宇宙の天体には、太陽のように自分で燃えて輝く「恒星」と、恒星からの光と熱を受ける地球のような「惑星」がある。私たちの太陽系では、地球の気温は平均すると15度くらい。太陽にもっとも近い惑星である水星でも、その表面温度は400〜500度。ところが、地球から約650光年の距離に、4,300度にもなる惑星が見つかった。東京大学大学院理学系研究科の成田憲保(なりた のりお)助教らの国際研究グループが、このほど発表した。
新たに見つかった惑星「KELT-9b」は、表面温度が約10,000度の恒星の周りを回っている。太陽の約6,000度より、はるかに高い。しかも、恒星からの距離が、地球と太陽の距離の30分の1ほどしかないため、これほどの高温になっている。
宇宙には、おもに水素やヘリウムなどのガスでできている木星と同じタイプだが、温度がとても高い「ホット・ジュピター」という惑星が100個以上も見つかっている。中心にある恒星の温度が7,000度を超えるホット・ジュピターも、これまでに6個、確認されている。KELT-9bは、それに続く7個目になるが、これまでのホット・ジュピターの温度がせいぜい3,000度ほどだったのに対し、KELT-9bは4,300度で格段に高い。

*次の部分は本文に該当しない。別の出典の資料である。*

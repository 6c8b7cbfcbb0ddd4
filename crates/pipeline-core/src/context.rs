//! Per-invocation execution context.
//!
//! A context is created for each call, threaded through the pipeline
//! stages, and discarded once the result is extracted. It is exclusively
//! owned by the call that created it and never shared across invocations.

use crate::error::{PipelineError, PipelineResult};
use crate::response::AgentOutput;
use crate::types::{ExecutionKind, ModelId, RequestId, TenantId};
use chrono::{DateTime, Utc};
use std::collections::BTreeMap;
use std::time::{Duration, Instant};

/// Mutable per-invocation state.
///
/// Invariant: `output` and `error` are mutually exclusive; exactly one is
/// set by the time the pipeline completes.
#[derive(Debug)]
pub struct ExecutionContext {
    /// Unique id for this invocation.
    pub request_id: RequestId,

    /// Agent type name.
    pub agent_name: String,

    /// Agent type version.
    pub agent_version: String,

    /// Invocation modality.
    pub kind: ExecutionKind,

    /// The resolved model for this call. Updated when a fallback model
    /// serves the request.
    pub model: ModelId,

    /// The resolved tenant, if any.
    pub tenant_id: Option<TenantId>,

    /// Caller requested a cache bypass.
    pub skip_cache: bool,

    /// Caller requested a streaming response (never cached).
    pub streaming: bool,

    /// Opaque input payload.
    pub input: serde_json::Value,

    /// Resolved modality-specific parameters.
    pub params: BTreeMap<String, String>,

    /// Wall-clock start of the invocation.
    pub started_at: DateTime<Utc>,

    /// Accumulated input token count.
    pub input_tokens: u32,

    /// Accumulated output token count.
    pub output_tokens: u32,

    /// Accumulated cost in USD.
    pub total_cost: f64,

    clock: Instant,
    output: Option<AgentOutput>,
    error: Option<String>,
}

impl ExecutionContext {
    /// Create a fresh context for one invocation.
    #[must_use]
    pub fn new(
        agent_name: impl Into<String>,
        agent_version: impl Into<String>,
        kind: ExecutionKind,
        model: ModelId,
        input: serde_json::Value,
    ) -> Self {
        Self {
            request_id: RequestId::generate(),
            agent_name: agent_name.into(),
            agent_version: agent_version.into(),
            kind,
            model,
            tenant_id: None,
            skip_cache: false,
            streaming: false,
            input,
            params: BTreeMap::new(),
            started_at: Utc::now(),
            input_tokens: 0,
            output_tokens: 0,
            total_cost: 0.0,
            clock: Instant::now(),
            output: None,
            error: None,
        }
    }

    /// Accumulate token usage from a provider response.
    pub fn record_usage(&mut self, input_tokens: u32, output_tokens: u32) {
        self.input_tokens = self.input_tokens.saturating_add(input_tokens);
        self.output_tokens = self.output_tokens.saturating_add(output_tokens);
    }

    /// Accumulate cost.
    pub fn record_cost(&mut self, cost: f64) {
        if cost > 0.0 {
            self.total_cost += cost;
        }
    }

    /// Set the final output.
    ///
    /// # Errors
    /// Returns an internal error if an output or error was already set; the
    /// terminal stage sets the result exactly once.
    pub fn set_output(&mut self, output: AgentOutput) -> PipelineResult<()> {
        if self.output.is_some() {
            return Err(PipelineError::internal("context output set twice"));
        }
        if self.error.is_some() {
            return Err(PipelineError::internal(
                "context output set after error was recorded",
            ));
        }
        self.output = Some(output);
        Ok(())
    }

    /// Record the terminal error message.
    ///
    /// # Errors
    /// Returns an internal error if an output was already set.
    pub fn set_error(&mut self, message: impl Into<String>) -> PipelineResult<()> {
        if self.output.is_some() {
            return Err(PipelineError::internal(
                "context error set after output was recorded",
            ));
        }
        self.error = Some(message.into());
        Ok(())
    }

    /// The final output, if the invocation succeeded.
    #[must_use]
    pub fn output(&self) -> Option<&AgentOutput> {
        self.output.as_ref()
    }

    /// The terminal error message, if the invocation failed.
    #[must_use]
    pub fn error(&self) -> Option<&str> {
        self.error.as_deref()
    }

    /// Extract the final output, consuming the context.
    ///
    /// # Errors
    /// Returns an internal error if the pipeline terminated without setting
    /// an output.
    pub fn into_output(self) -> PipelineResult<AgentOutput> {
        self.output
            .ok_or_else(|| PipelineError::internal("pipeline completed without an output"))
    }

    /// Elapsed time since the context was created.
    #[must_use]
    pub fn elapsed(&self) -> Duration {
        self.clock.elapsed()
    }

    /// Elapsed milliseconds since the context was created.
    #[must_use]
    pub fn duration_ms(&self) -> u64 {
        self.elapsed().as_millis() as u64
    }

    /// Total tokens accumulated so far.
    #[must_use]
    pub fn total_tokens(&self) -> u32 {
        self.input_tokens.saturating_add(self.output_tokens)
    }
}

成田さんによると、ホット・ジュピターの大気は、3,000度くらいまでなら「分子」の状態で存在するが、4,300度もの高温になると分解してしまう。したがって、KELT-9bは、これまでに観測されたことのない奇妙な大気をまとった惑星のはずだ。この大気の詳細を解明していくことが、これからの課題だという。